## WHAT YOU HAVE TO DO
Each record below must be written out again in exactly the same form.

■ ■ ■ ■ ■ ■ ■

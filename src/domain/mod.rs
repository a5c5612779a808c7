//! Domain value objects and types.
//!
//! This module contains the identity key that decides whether two contacts
//! refer to the same person, along with the validation errors raised before
//! a contact is admitted into a directory.

pub mod contact_key;
pub mod errors;

pub use contact_key::ContactKey;
pub use errors::ValidationError;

■ ■ ■ ■ ■ ■ ■

## ANSWER SPACE
filename src/domain/mod.rs
repository a5c5612779a808c7
//! Domain value objects and types.
//!
//! This module contains the identity key that decides whether two contacts
//! refer to the same person, along with the validation errors raised before
//! a contact is admitted into a directory.

pub mod contact_key;
pub mod errors;

pub use contact_key::ContactKey;
pub use errors::ValidationError;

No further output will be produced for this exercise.